Rencontre de l’Improbable à Lyon avec Robert Linhart

« Rien ne se perd, rien ne s’oublie dans la mémoire brassée de la classe ouvrière. »

, par  Gilbert Remond , popularité : 2%

Ci-dessous est publiée l’introduction au débat organisé par l’Improbable à partir des livres de Robert Linhart, et notamment de la lecture de plusieurs passages de "L’Etabli" et "Le Sucre et la Faim".

Les interventions ont notamment porté :

- A partir du rapport de Lénine avec les paysans, sur la question de la révolution, des conditions des alliances nécessaires, mais aussi de la nécessité ou non du pouvoir, de sa nature et du risque de bureaucratie et d’appropriation de la révolution par une nouvelle classe, risque qui conduit certains à rejeter l’idée même de la révolution et de toute organisation se fixant un tel objectif,

- Sur la question de la science et des techniques derrière les positions de Lénine sur le taylorisme, sur les conditions d’une réelle appropriation sociale par les travailleurs des systèmes économiques et techniques, certains allant jusqu’à rejeter tout système complexe ou de grande taille, qui ne serait pas maitrisable par une autogestion.
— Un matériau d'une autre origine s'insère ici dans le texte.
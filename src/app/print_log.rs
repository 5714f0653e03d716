use chrono::{DateTime, Local};
use serde::{Deserialize, Serialize};
use std::collections::VecDeque;
use std::fs;
use std::path::PathBuf;

use super::config::exe_dir;
use crate::error::AppError;

const LOG_FILENAME: &str = "print_log.json";

#[derive(Debug, Clone, Serialize, Deserialize)]
pub struct LogEntry {
    pub timestamp: DateTime<Local>,
    pub summary: String,
    pub status: LogStatus,
    #[serde(skip_serializing_if = "Option::is_none")]
    pub error: Option<String>,
}

#[derive(Debug, Clone, Serialize, Deserialize, PartialEq)]
#[serde(rename_all = "lowercase")]
pub enum LogStatus {
    Success,
    Error,
}

/// Bounded history of receipt print attempts, newest first.
#[derive(Debug, Clone, Serialize, Deserialize)]
pub struct PrintLog {
    entries: VecDeque<LogEntry>,
    #[serde(skip)]
    max_entries: usize,
    #[serde(skip)]
    path: Option<PathBuf>,
}

impl PrintLog {
    /// Log kept only in memory.
    pub fn new(max_entries: usize) -> Self {
        Self {
            entries: VecDeque::new(),
            max_entries,
            path: None,
        }
    }

    pub fn default_path() -> PathBuf {
        exe_dir().join(LOG_FILENAME)
    }

    /// Loads the persisted log, starting empty when missing or unreadable.
    pub fn load(path: PathBuf, max_entries: usize) -> Self {
        let mut log = if path.exists() {
            match fs::read_to_string(&path)
                .map_err(AppError::from)
                .and_then(|contents| Ok(serde_json::from_str::<PrintLog>(&contents)?))
            {
                Ok(log) => log,
                Err(e) => {
                    log::warn!("Failed to load print log {:?}: {}", path, e);
                    Self::new(max_entries)
                }
            }
        } else {
            Self::new(max_entries)
        };
        log.max_entries = max_entries;
        log.path = Some(path);
        log.trim();
        log
    }

    pub fn save(&self) -> Result<(), AppError> {
        if let Some(path) = &self.path {
            let contents = serde_json::to_string_pretty(self)?;
            fs::write(path, contents)?;
        }
        Ok(())
    }

    pub fn add_entry(&mut self, summary: String, status: LogStatus, error: Option<String>) {
        self.entries.push_front(LogEntry {
            timestamp: Local::now(),
            summary,
            status,
            error,
        });
        self.trim();
        if let Err(e) = self.save() {
            log::warn!("Failed to persist print log: {}", e);
        }
    }

    pub fn add_success(&mut self, summary: String) {
        self.add_entry(summary, LogStatus::Success, None);
    }

    pub fn add_error(&mut self, summary: String, error: String) {
        self.add_entry(summary, LogStatus::Error, Some(error));
    }

    fn trim(&mut self) {
        while self.entries.len() > self.max_entries {
            self.entries.pop_back();
        }
    }

    pub fn entries(&self) -> impl Iterator<Item = &LogEntry> {
        self.entries.iter()
    }

    pub fn len(&self) -> usize {
        self.entries.len()
    }

    pub fn is_empty(&self) -> bool {
        self.entries.is_empty()
    }
}
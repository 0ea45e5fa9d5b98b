//! Device registry and rescan engine.
//!
//! This module owns the authoritative inventory of storage volumes. A
//! [`DeviceRegistry`] is constructed once by the host, runs an initial
//! scan, and is shared by handle; every [`DeviceRegistry::rescan`]
//! rebuilds the whole inventory from the vold configuration and the
//! OS-reported primary attributes, then publishes it atomically.
//!
//! Discovery is best-effort and never fails; queries about an absent
//! secondary device return typed errors instead.

use std::path::{Path, PathBuf};
use std::sync::{Mutex, MutexGuard, PoisonError};

use snafu::ensure;
use tracing::{debug, warn};

use crate::device::{Device, MediaState};
use crate::error::{Error, InvalidArgumentSnafu, Result};
use crate::probe::VolumeProbe;
use crate::vold::{self, VoldScan};

/// Default directory holding the vold configuration files.
pub const DEFAULT_CONFIG_DIR: &str = "/system/etc";

/// Display name of a removable primary volume.
const PRIMARY_NAME_CARD: &str = "card";

/// Display name of a built-in primary volume.
const PRIMARY_NAME_INTERNAL: &str = "internal";

/// Mount-path substring identifying USB host-port entries. Some vendors
/// leave the mount entry in place with an empty directory when no USB
/// media is inserted.
const USB_DRIVE_MARKER: &str = "usbdrive";

/// Per-app data subtree on a volume.
const APP_DATA_SUBDIR: &str = "Android/data";

/// Callback registered with [`DeviceRegistry::on_volume_change`].
pub type VolumeChangeListener = Box<dyn Fn() + Send>;

/// Configuration for constructing a [`DeviceRegistry`].
#[derive(Debug, Clone)]
pub struct RegistryConfig {
    /// Directory searched for `vold.fstab` and the `vold.conf` fallback.
    pub config_dir: PathBuf,
}

impl Default for RegistryConfig {
    fn default() -> Self {
        Self {
            config_dir: PathBuf::from(DEFAULT_CONFIG_DIR),
        }
    }
}

impl RegistryConfig {
    /// Creates a config with default settings.
    pub fn new() -> Self {
        Self::default()
    }

    /// Sets the configuration directory.
    pub fn with_config_dir(mut self, dir: impl Into<PathBuf>) -> Self {
        self.config_dir = dir.into();
        self
    }
}

/// Inventory published by the most recent rescan.
#[derive(Debug, Clone)]
struct Inventory {
    /// The always-present built-in volume.
    primary: Device,
    /// Devices discovered from configuration, in file order. The first
    /// entry, when any, is the secondary volume.
    devices: Vec<Device>,
    /// Unified-storage flag. Structurally present, currently always
    /// false; detection needs a filesystem-identity collaborator.
    emulated: bool,
}

/// Authoritative storage-device inventory with rescan support.
///
/// All state sits behind one mutex, held across the whole
/// rescan-and-publish sequence, so a query never observes a half-built
/// inventory even when an event trigger rescans concurrently.
pub struct DeviceRegistry {
    probe: Box<dyn VolumeProbe>,
    config: RegistryConfig,
    state: Mutex<Inventory>,
    listeners: Mutex<Vec<VolumeChangeListener>>,
}

impl DeviceRegistry {
    /// Creates a registry and runs the initial scan.
    pub fn new(config: RegistryConfig, probe: impl VolumeProbe + 'static) -> Self {
        let probe: Box<dyn VolumeProbe> = Box::new(probe);
        let state = Mutex::new(build_inventory(probe.as_ref(), &config));
        Self {
            probe,
            config,
            state,
            listeners: Mutex::new(Vec::new()),
        }
    }

    fn lock_state(&self) -> MutexGuard<'_, Inventory> {
        self.state.lock().unwrap_or_else(PoisonError::into_inner)
    }

    /// Rebuilds the device inventory from current configuration and OS
    /// state, replacing the prior inventory wholesale.
    ///
    /// Never fails: an unreadable configuration degrades to an inventory
    /// without a secondary device.
    pub fn rescan(&self) {
        let mut state = self.lock_state();
        *state = build_inventory(self.probe.as_ref(), &self.config);
    }

    /// Rescans, then invokes every registered volume-change listener in
    /// registration order. The state lock is released before callbacks
    /// run.
    pub fn rescan_and_notify(&self) {
        self.rescan();
        let listeners = self
            .listeners
            .lock()
            .unwrap_or_else(PoisonError::into_inner);
        for listener in listeners.iter() {
            listener();
        }
    }

    /// Registers a callback invoked after each [`Self::rescan_and_notify`].
    ///
    /// The external event source is responsible for translating platform
    /// notifications into `rescan_and_notify` calls.
    pub fn on_volume_change(&self, listener: impl Fn() + Send + 'static) {
        self.listeners
            .lock()
            .unwrap_or_else(PoisonError::into_inner)
            .push(Box::new(listener));
    }

    /// The built-in volume as of the last rescan.
    pub fn primary(&self) -> Device {
        self.lock_state().primary.clone()
    }

    /// The secondary volume, if one was classified.
    pub fn secondary(&self) -> Result<Device> {
        self.lock_state()
            .devices
            .first()
            .cloned()
            .ok_or(Error::NoSecondaryStorage)
    }

    /// Whether a secondary volume exists and currently holds media.
    ///
    /// USB host-port entries need the extra writability check: the mount
    /// path survives as an empty directory with nothing inserted, and
    /// writability is the only usable discriminator short of deeper OS
    /// calls.
    pub fn is_secondary_available(&self) -> bool {
        self.lock_state()
            .devices
            .first()
            .is_some_and(secondary_usable)
    }

    /// Mount path of the secondary volume.
    pub fn secondary_directory(&self) -> Result<PathBuf> {
        Ok(self.secondary()?.mount_point)
    }

    /// Media state of the secondary volume.
    pub fn secondary_state(&self) -> Result<MediaState> {
        Ok(self.secondary()?.state())
    }

    /// Whether the secondary volume is physically removable.
    ///
    /// No tested device solders its secondary slot in, so this holds
    /// whenever a secondary exists.
    pub fn is_secondary_removable(&self) -> Result<bool> {
        Ok(self.secondary()?.removable)
    }

    /// "Give me removable storage if present and inserted, else the
    /// built-in volume": the single most important convenience contract
    /// of the whole subsystem.
    pub fn card_directory(&self) -> PathBuf {
        let state = self.lock_state();
        match state.devices.first() {
            Some(secondary) if secondary_usable(secondary) => secondary.mount_point.clone(),
            _ => state.primary.mount_point.clone(),
        }
    }

    /// Tri-state variant of [`Self::card_directory`]'s fallback.
    pub fn card_state(&self) -> MediaState {
        let state = self.lock_state();
        match state.devices.first() {
            Some(secondary) if secondary_usable(secondary) => secondary.state(),
            _ => state.primary.state(),
        }
    }

    /// Whether the built-in volume itself is a removable physical card.
    pub fn is_external_storage_removable(&self) -> bool {
        self.lock_state().primary.removable
    }

    /// Whether internal storage and user data share one physical
    /// partition. Always false until a filesystem-identity collaborator
    /// exists.
    pub fn is_external_storage_emulated(&self) -> bool {
        self.lock_state().emulated
    }

    /// Filtered view of the inventory.
    ///
    /// `name_filter` is a case-insensitive substring match on the device
    /// name (match-all when absent); `only_available` keeps devices with
    /// media present; `include_internal` adds the primary ahead of the
    /// discovered devices.
    pub fn devices(
        &self,
        name_filter: Option<&str>,
        only_available: bool,
        include_internal: bool,
    ) -> Vec<Device> {
        let state = self.lock_state();
        let filter = name_filter.map(str::to_lowercase);
        let matches = |device: &Device| {
            let name_matches = filter
                .as_deref()
                .is_none_or(|f| device.name.to_lowercase().contains(f));
            name_matches && (!only_available || device.available)
        };

        let mut result = Vec::with_capacity(state.devices.len() + 1);
        if include_internal && matches(&state.primary) {
            result.push(state.primary.clone());
        }
        result.extend(state.devices.iter().filter(|d| matches(d)).cloned());
        result
    }

    /// Path of a named public directory on the secondary volume.
    ///
    /// Pure path construction; creating the directory stays with the
    /// caller.
    pub fn secondary_public_dir(&self, name: &str) -> Result<PathBuf> {
        let secondary = self.secondary()?;
        ensure!(
            !name.is_empty(),
            InvalidArgumentSnafu {
                what: "public directory name must not be empty",
            }
        );
        Ok(secondary.mount_point.join(name))
    }

    /// Path of an app-scoped files directory on the secondary volume,
    /// optionally narrowed to a content kind.
    pub fn secondary_files_dir(&self, package: &str, kind: Option<&str>) -> Result<PathBuf> {
        let secondary = self.secondary()?;
        ensure!(
            !package.is_empty(),
            InvalidArgumentSnafu {
                what: "package name must not be empty",
            }
        );
        let mut dir = secondary
            .mount_point
            .join(APP_DATA_SUBDIR)
            .join(package)
            .join("files");
        if let Some(kind) = kind {
            dir.push(kind);
        }
        Ok(dir)
    }

    /// Path of an app-scoped cache directory on the secondary volume.
    pub fn secondary_cache_dir(&self, package: &str) -> Result<PathBuf> {
        let secondary = self.secondary()?;
        ensure!(
            !package.is_empty(),
            InvalidArgumentSnafu {
                what: "package name must not be empty",
            }
        );
        Ok(secondary
            .mount_point
            .join(APP_DATA_SUBDIR)
            .join(package)
            .join("cache"))
    }
}

/// Availability of the secondary, with the stale-usbdrive override.
fn secondary_usable(secondary: &Device) -> bool {
    if !secondary.available {
        return false;
    }
    if secondary.mount_point.to_string_lossy().contains(USB_DRIVE_MARKER) {
        return secondary.writable;
    }
    true
}

/// Display name for a discovered device, derived from its mount path.
fn device_name(mount_point: &Path) -> String {
    mount_point
        .file_name()
        .map(|name| name.to_string_lossy().into_owned())
        .unwrap_or_else(|| mount_point.to_string_lossy().into_owned())
}

/// Runs one full discovery pass: probe the primary, scan the
/// configuration, reconcile the flags.
fn build_inventory(probe: &dyn VolumeProbe, config: &RegistryConfig) -> Inventory {
    let baseline = probe.primary_baseline();
    let mut primary = Device {
        mount_point: baseline.mount_point,
        name: String::new(),
        removable: baseline.removable,
        available: baseline.status.available,
        writable: baseline.status.writable,
    };

    let scan = scan_config(config, &primary.mount_point);

    // Config evidence beats the baseline guess: default guesses are known
    // wrong on several vendors, in both directions.
    if scan.primary.force_non_removable {
        if primary.removable {
            warn!("overriding primary removable flag to false ('nonremovable' in config)");
        }
        primary.removable = false;
    } else if scan.primary.saw_primary_in_config {
        primary.removable = true;
    }

    let devices: Vec<Device> = scan
        .records
        .iter()
        .map(|record| {
            let status = probe.status(&record.mount_point);
            Device {
                name: device_name(&record.mount_point),
                mount_point: record.mount_point.clone(),
                removable: true,
                available: status.available,
                writable: status.writable,
            }
        })
        .collect();

    // A distinct second mountable volume proves the built-in one is not
    // itself the removable medium, whatever the flags said.
    if !devices.is_empty() {
        if primary.removable {
            warn!("overriding primary removable flag to false (secondary volume found)");
        }
        primary.removable = false;
    }

    primary.name = if primary.removable {
        PRIMARY_NAME_CARD
    } else {
        PRIMARY_NAME_INTERNAL
    }
    .to_string();

    Inventory {
        primary,
        devices,
        emulated: false,
    }
}

/// Reads the preferred configuration file, falling back to the alternate
/// name, and degrading to an empty scan when neither is readable.
fn scan_config(config: &RegistryConfig, primary_mount: &Path) -> VoldScan {
    let preferred = config.config_dir.join(vold::VOLD_FSTAB);
    match vold::parse_file(&preferred, primary_mount) {
        Ok(scan) => scan,
        Err(error) => {
            debug!(%error, "preferred configuration unreadable, trying fallback");
            let fallback = config.config_dir.join(vold::VOLD_CONF);
            match vold::parse_file(&fallback, primary_mount) {
                Ok(scan) => scan,
                Err(error) => {
                    debug!(%error, "no readable mount configuration, keeping primary only");
                    VoldScan::default()
                }
            }
        }
    }
}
Ce débat nous parait central pour tout ceux qui continuent à affirmer la nécessité de la révolution pour se libérer de l’exploitation de l’homme par l’homme et donc de l’appropriation par les hommes du développement des forces productives, condition pour une réelle émancipation humaine.
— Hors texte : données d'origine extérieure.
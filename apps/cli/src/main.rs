//! volscan CLI - inspect storage volume discovery results.
//!
//! Thin front-end over volscan-core: builds a registry, runs the initial
//! scan and prints what was classified. Doubles as a manual rescan
//! trigger when poking at vendor configuration files.

use std::path::PathBuf;
use std::process::ExitCode;

use clap::{Parser, Subcommand};
use tracing_subscriber::EnvFilter;
use volscan_core::{Device, DeviceRegistry, RegistryConfig, SystemProbe, registry};

/// Storage volume discovery tool.
#[derive(Parser)]
#[command(name = "volscan")]
#[command(about = "Discover and classify mountable storage volumes", long_about = None)]
struct Cli {
    /// Directory containing the vold configuration files.
    #[arg(long, default_value = registry::DEFAULT_CONFIG_DIR)]
    config_dir: PathBuf,

    /// Mount path of the built-in volume.
    #[arg(long, default_value = "/mnt/sdcard")]
    primary: PathBuf,

    /// OS hint that the built-in volume is a removable card.
    #[arg(long)]
    removable_hint: bool,

    #[command(subcommand)]
    command: Commands,
}

#[derive(Subcommand)]
enum Commands {
    /// Show the primary/secondary classification summary.
    Status,
    /// List discovered devices.
    List {
        /// Only devices whose name contains this substring.
        #[arg(long)]
        filter: Option<String>,
        /// Only devices with media present.
        #[arg(long)]
        available: bool,
        /// Include the built-in volume.
        #[arg(long)]
        internal: bool,
        /// Emit JSON instead of text.
        #[arg(long)]
        json: bool,
    },
    /// Print the effective card directory (secondary if usable, else
    /// primary).
    CardPath,
}

fn main() -> ExitCode {
    tracing_subscriber::fmt()
        .with_env_filter(
            EnvFilter::try_from_default_env().unwrap_or_else(|_| EnvFilter::new("warn")),
        )
        .init();

    let cli = Cli::parse();
    let registry = DeviceRegistry::new(
        RegistryConfig::new().with_config_dir(&cli.config_dir),
        SystemProbe::new(&cli.primary, cli.removable_hint),
    );

    match cli.command {
        Commands::Status => print_status(&registry),
        Commands::List {
            filter,
            available,
            internal,
            json,
        } => {
            let devices = registry.devices(filter.as_deref(), available, internal);
            if json {
                match serde_json::to_string_pretty(&devices) {
                    Ok(text) => println!("{text}"),
                    Err(e) => {
                        eprintln!("Failed to encode device list: {e}");
                        return ExitCode::FAILURE;
                    }
                }
            } else {
                print_device_table(&devices);
            }
        }
        Commands::CardPath => println!("{}", registry.card_directory().display()),
    }

    ExitCode::SUCCESS
}

fn print_status(registry: &DeviceRegistry) {
    let primary = registry.primary();
    println!(
        "primary:   {} ({}, {}{})",
        primary.mount_point.display(),
        primary.name,
        primary.state().as_str(),
        if primary.removable { ", removable" } else { "" },
    );

    match registry.secondary() {
        Ok(secondary) => {
            let inserted = if registry.is_secondary_available() {
                "inserted"
            } else {
                "not inserted"
            };
            println!(
                "secondary: {} ({}, {}, {})",
                secondary.mount_point.display(),
                secondary.name,
                secondary.state().as_str(),
                inserted,
            );
        }
        Err(_) => println!("secondary: none"),
    }

    println!(
        "card path: {} ({})",
        registry.card_directory().display(),
        registry.card_state().as_str(),
    );
}

fn print_device_table(devices: &[Device]) {
    if devices.is_empty() {
        println!("no devices matched");
        return;
    }
    for device in devices {
        println!(
            "{:<12} {:<24} {}{}",
            device.name,
            device.mount_point.display(),
            device.state().as_str(),
            if device.removable { " removable" } else { "" },
        );
    }
}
Introduction de Gilbert Rémond

« Lénine, les paysans, Taylor » (de Robert Linhart) ; ton livre est édité une première fois en 1976, dans une conjoncture historique et idéologique, où le mouvement de 68 se délite dans les reniements et une gauche rouge pâle, où le gauchisme rentre dans sa période de décomposition, où l’URSS prend la direction d’une restauration du capitalisme, où la Chine maoïste, après les derniers soubresauts de la révolution culturelle, perd son dirigeant historique et où la crise mondiale entraîne chacun à se poser de nouvelles questions en matière
de politique économique et de transformation du procès de production.

Lénine

Partant de ce constat de l’âpreté de l’offensive des forces de la réaction pour rendre impossible la critique d’un capitalisme tout puissant, tu proposes une défense de Lénine, convaincu qu’à travers lui et l’expérience historique de la première révolution durable est visé l’objectif d’interdire la pensée de toute perspective de changement véritable.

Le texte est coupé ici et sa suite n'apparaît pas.